General information
- Type: Ultralight trike
- National origin: United States
- Manufacturer: Fletcher's Ultralights
- Designer: AW Harrison
- Status: Production completed
- Number built: 25 (February 2000)

= Fletcher Hercules =

American ultralight airplane

The Fletcher Hercules is an American two-seat ultralight trike that was designed by AW Harrison and produced by Fletcher's Ultralights of Turlock, California, in the late 1990s and early 2000s. The aircraft was supplied as a kit for amateur construction and was also available as a completed aircraft.

==Design and development==
The Hercules was designed as a lightweight single-seat aircraft, with a second seat available to carry an instructor or passenger when required. Because it was intended to be flown solo most of the time it came factory-supplied with a relatively low powered engine, to reduce both the aircraft's cost and weight. Higher powered engines were available if the aircraft was to be used in the training role on a regular basis.

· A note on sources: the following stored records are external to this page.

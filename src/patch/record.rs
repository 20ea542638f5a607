//! Patch record parsing
//!
//! A patch file is line oriented. Each line is classified on its first two
//! characters:
//!
//! ```text
//! '*....'      comment
//! '\r'         blank (CR only)
//! 'F....'      comment
//! '?2...'      comment (second character is '2')
//! '01 ....'    command record
//! anything     unrecognized, skipped
//! ```
//!
//! # Command record layout (0-based character offsets)
//!
//! ```text
//! [0-1]   : "01"
//! [2]     : separator (ignored)
//! [3-4]   : opcode low byte
//! [5-6]   : opcode high byte
//! [7]     : separator (ignored)
//! [8-9]   : parameter length N
//! [10..]  : N parameter bytes, two hex characters each
//! ```
//!
//! # Lenient hex
//!
//! Hex digits are decoded with [`lenient_hex_digit`]: an invalid character, or
//! a character missing past the end of the line, decodes to 0 instead of
//! failing the record. Existing patch files rely on this, so a corrupt digit
//! produces a wrong byte on the wire rather than an error.

use crate::hci::Opcode;
use std::io::{self, BufRead, Read};
use tracing::debug;

/// Longest line considered; anything after it is ignored.
pub const LINE_LEN_MAX: usize = 1024;

const OPCODE_LSB_AT: usize = 3;
const OPCODE_MSB_AT: usize = 5;
const PARAM_LEN_AT: usize = 8;
const PARAMS_AT: usize = 10;

/// One HCI command decoded from a patch record.
#[derive(Debug, Clone, PartialEq, Eq)]
pub struct PatchCommand {
    pub opcode: Opcode,
    pub params: Vec<u8>,
}

/// Classification of one patch-file line.
#[derive(Debug, Clone, PartialEq, Eq)]
pub enum RecordKind {
    Comment,
    Command(PatchCommand),
    Unrecognized,
}

/// Value of one hex digit, or 0 if `c` is not a hex digit.
pub fn lenient_hex_digit(c: u8) -> u8 {
    match c {
        b'0'..=b'9' => c - b'0',
        b'a'..=b'f' => c - b'a' + 10,
        b'A'..=b'F' => c - b'A' + 10,
        _ => 0,
    }
}

/// Byte from two hex digits, each decoded with [`lenient_hex_digit`].
pub fn lenient_hex_byte(msb: u8, lsb: u8) -> u8 {
    (lenient_hex_digit(msb) << 4) | lenient_hex_digit(lsb)
}

/// Classify and decode one line. Never fails.
pub fn parse_line(line: &[u8]) -> RecordKind {
    let line = &line[..line.len().min(LINE_LEN_MAX)];
    let at = |i: usize| line.get(i).copied().unwrap_or(0);

    if matches!(at(0), b'*' | b'\r' | b'F') || at(1) == b'2' {
        return RecordKind::Comment;
    }
    if at(0) != b'0' || at(1) != b'1' {
        return RecordKind::Unrecognized;
    }

    let lsb = lenient_hex_byte(at(OPCODE_LSB_AT), at(OPCODE_LSB_AT + 1));
    let msb = lenient_hex_byte(at(OPCODE_MSB_AT), at(OPCODE_MSB_AT + 1));
    let opcode = Opcode(u16::from_le_bytes([lsb, msb]));
    let param_len = lenient_hex_byte(at(PARAM_LEN_AT), at(PARAM_LEN_AT + 1)) as usize;

    let params = (0..param_len)
        .map(|i| {
            let pos = PARAMS_AT + 2 * i;
            lenient_hex_byte(at(pos), at(pos + 1))
        })
        .collect();

    RecordKind::Command(PatchCommand { opcode, params })
}

/// Streams command records out of an open patch file.
pub struct PatchReader<R> {
    inner: R,
    line: Vec<u8>,
    line_no: usize,
}

impl<R: BufRead> PatchReader<R> {
    pub fn new(inner: R) -> Self {
        Self {
            inner,
            line: Vec::with_capacity(LINE_LEN_MAX),
            line_no: 0,
        }
    }

    /// Next command record, skipping comments and unrecognized lines.
    ///
    /// `Ok(None)` at end of file.
    pub fn next_command(&mut self) -> io::Result<Option<PatchCommand>> {
        loop {
            self.line.clear();
            let n = (&mut self.inner)
                .take(LINE_LEN_MAX as u64)
                .read_until(b'\n', &mut self.line)?;
            if n == 0 {
                return Ok(None);
            }
            self.line_no += 1;
            if n == LINE_LEN_MAX && self.line.last() != Some(&b'\n') {
                self.skip_rest_of_line()?;
            }

            match parse_line(&self.line) {
                RecordKind::Command(cmd) => return Ok(Some(cmd)),
                RecordKind::Comment => {}
                RecordKind::Unrecognized => {
                    debug!(line = self.line_no, "Skipping unrecognized patch line");
                }
            }
        }
    }

    /// Discard input up to and including the next newline.
    fn skip_rest_of_line(&mut self) -> io::Result<()> {
        let mut skipped = 0usize;
        loop {
            let buf = self.inner.fill_buf()?;
            if buf.is_empty() {
                break;
            }
            match buf.iter().position(|&b| b == b'\n') {
                Some(pos) => {
                    skipped += pos + 1;
                    self.inner.consume(pos + 1);
                    break;
                }
                None => {
                    let len = buf.len();
                    skipped += len;
                    self.inner.consume(len);
                }
            }
        }
        debug!(line = self.line_no, skipped, "Truncated over-long patch line");
        Ok(())
    }

    /// Number of lines consumed so far.
    pub fn line_no(&self) -> usize {
        self.line_no
    }
}

#[cfg(test)]
mod tests {
    use super::*;
    use std::io::Cursor;

    // 40 characters: opcode 0xFC8E, 15 parameter bytes 0x00..=0x0E
    const WORKED_LINE: &str = "01 8EFC 0F000102030405060708090A0B0C0D0E";

    #[test]
    fn test_worked_record() {
        assert_eq!(WORKED_LINE.len(), 40);
        match parse_line(WORKED_LINE.as_bytes()) {
            RecordKind::Command(cmd) => {
                assert_eq!(cmd.opcode, Opcode(0xFC8E));
                assert_eq!(cmd.params, (0u8..=0x0E).collect::<Vec<_>>());
            }
            other => panic!("Expected command record, got {:?}", other),
        }
    }

    #[test]
    fn test_comment_markers() {
        assert_eq!(parse_line(b"* header\n"), RecordKind::Comment);
        assert_eq!(parse_line(b"\r\n"), RecordKind::Comment);
        assert_eq!(parse_line(b"FF 0000\n"), RecordKind::Comment);
        assert_eq!(parse_line(b"02 0000 00\n"), RecordKind::Comment);
    }

    #[test]
    fn test_unrecognized_lines() {
        assert_eq!(parse_line(b""), RecordKind::Unrecognized);
        assert_eq!(parse_line(b"\n"), RecordKind::Unrecognized);
        assert_eq!(parse_line(b"03 8EFC 00\n"), RecordKind::Unrecognized);
        assert_eq!(parse_line(b"f1 lowercase f is not a comment"), RecordKind::Unrecognized);
    }

    #[test]
    fn test_lenient_digit_decodes_invalid_as_zero() {
        assert_eq!(lenient_hex_digit(b'7'), 7);
        assert_eq!(lenient_hex_digit(b'a'), 10);
        assert_eq!(lenient_hex_digit(b'F'), 15);
        for c in [b'g', b'G', b' ', b'\n', 0u8, 0xFF, b'-'] {
            assert_eq!(lenient_hex_digit(c), 0, "char {:#04x}", c);
        }
        assert_eq!(lenient_hex_byte(b'Z', b'5'), 0x05);
        assert_eq!(lenient_hex_byte(b'5', b'Z'), 0x50);
    }

    #[test]
    fn test_lenient_decode_is_total_over_all_bytes() {
        for c in 0u8..=255 {
            let v = lenient_hex_digit(c);
            assert!(v < 16);
            if !c.is_ascii_hexdigit() {
                assert_eq!(v, 0);
            }
        }
    }

    #[test]
    fn test_malformed_digits_in_record_become_zero() {
        match parse_line(b"01 8EXC 02zz11") {
            RecordKind::Command(cmd) => {
                // 'X' decodes as 0 in the high byte's high nibble
                assert_eq!(cmd.opcode, Opcode(0x0C8E));
                assert_eq!(cmd.params, vec![0x00, 0x11]);
            }
            other => panic!("Expected command record, got {:?}", other),
        }
    }

    #[test]
    fn test_truncated_payload_is_zero_padded() {
        // Declares 4 bytes but only carries one
        match parse_line(b"01 AA55 04ff") {
            RecordKind::Command(cmd) => {
                assert_eq!(cmd.opcode, Opcode(0x55AA));
                assert_eq!(cmd.params, vec![0xFF, 0, 0, 0]);
            }
            other => panic!("Expected command record, got {:?}", other),
        }
    }

    #[test]
    fn test_short_command_line_never_panics() {
        match parse_line(b"01AA5500") {
            RecordKind::Command(cmd) => {
                assert_eq!(cmd.opcode, Opcode(0x50A5));
                assert!(cmd.params.is_empty());
            }
            other => panic!("Expected command record, got {:?}", other),
        }
        assert!(matches!(parse_line(b"01"), RecordKind::Command(_)));
    }

    #[test]
    fn test_extra_characters_are_ignored() {
        match parse_line(b"01 0C03 01AB CDEF trailing\r\n") {
            RecordKind::Command(cmd) => {
                assert_eq!(cmd.opcode, Opcode(0x030C));
                assert_eq!(cmd.params, vec![0xAB]);
            }
            other => panic!("Expected command record, got {:?}", other),
        }
    }

    #[test]
    fn test_reader_skips_to_commands() {
        let text = "* header\nF0 trailer\n\n01 8EFC 0100\n12 comment\nxx\n01 11FC 020100\n";
        let mut reader = PatchReader::new(Cursor::new(text));

        let first = reader.next_command().unwrap().unwrap();
        assert_eq!(first.opcode, Opcode(0xFC8E));
        assert_eq!(first.params, vec![0x00]);
        assert_eq!(reader.line_no(), 4);

        let second = reader.next_command().unwrap().unwrap();
        assert_eq!(second.opcode, Opcode(0xFC11));
        assert_eq!(second.params, vec![0x01, 0x00]);

        assert_eq!(reader.next_command().unwrap(), None);
        assert_eq!(reader.next_command().unwrap(), None);
    }

    #[test]
    fn test_long_line_is_cut_at_limit() {
        let mut text = String::from("01 8EFC 0100");
        text.push_str(&"0".repeat(3 * LINE_LEN_MAX));
        text.push_str("\n01 8EFC 0101\n");
        let mut reader = PatchReader::new(Cursor::new(text));

        let first = reader.next_command().unwrap().unwrap();
        assert_eq!(first.params, vec![0x00]);
        assert_eq!(reader.line.len(), LINE_LEN_MAX);

        // The tail of the long line is not read as a line of its own
        let second = reader.next_command().unwrap().unwrap();
        assert_eq!(second.params, vec![0x01]);
        assert_eq!(reader.line_no(), 2);
        assert_eq!(reader.next_command().unwrap(), None);
    }

    #[test]
    fn test_unterminated_file_stays_bounded() {
        let mut text = String::from("01 8EFC 0102");
        text.push_str(&"x".repeat(10 * LINE_LEN_MAX));
        let mut reader = PatchReader::new(Cursor::new(text));

        assert!(reader.next_command().unwrap().is_some());
        assert!(reader.line.capacity() <= 2 * LINE_LEN_MAX);
        assert_eq!(reader.next_command().unwrap(), None);
    }
}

In writing about the Hercules, reviewer Andre Cliche explained the engine choice, "Because most people usually fly alone in their two-seater, it makes for a well balanced single seater with peppy performance, low fuel burn and longer range. However, when comes the time to carry an occasional passenger, its two-seater capacity far outweighs its anemic performance with two people aboard. This is a smart compromise that gives the best of both worlds."

The Hercules was designed to comply with the US FAR 103 Ultralight Vehicles rules when flown as a single-seater, including the category's maximum empty weight of 254 lb. The aircraft has a standard empty weight of 254 lb. It features a cable-braced hang glider-style high-wing, weight-shift controls, a two-seats-in-tandem open cockpit, tricycle landing gear and a single engine in pusher configuration.

The aircraft is made from bolted-together aluminum tubing, with its single surface wing covered in Dacron sailcloth. Its 34 ft span wing is supported by a single tube-type kingpost and uses an "A" frame control bar. The standard wing supplied was the Mustang double-surface wing of 190 sqft. A smaller wing of 145 sqft was available to increase cruising speed at the cost of a higher stall speed.

The aircraft has an acceptable installed power range of 35 to 80 hp. The standard engine supplied was the twin cylinder two-stroke 35 hp 2si 460-F35, with the 50 hp Rotax 503 or the 64 hp Rotax 582 engines available as options. Other engines used include the 35 hp Cuyuna UL II-02, 40 hp Rotax 447, 74 hp Rotax 618 and the four-stroke 60 hp HKS 700E.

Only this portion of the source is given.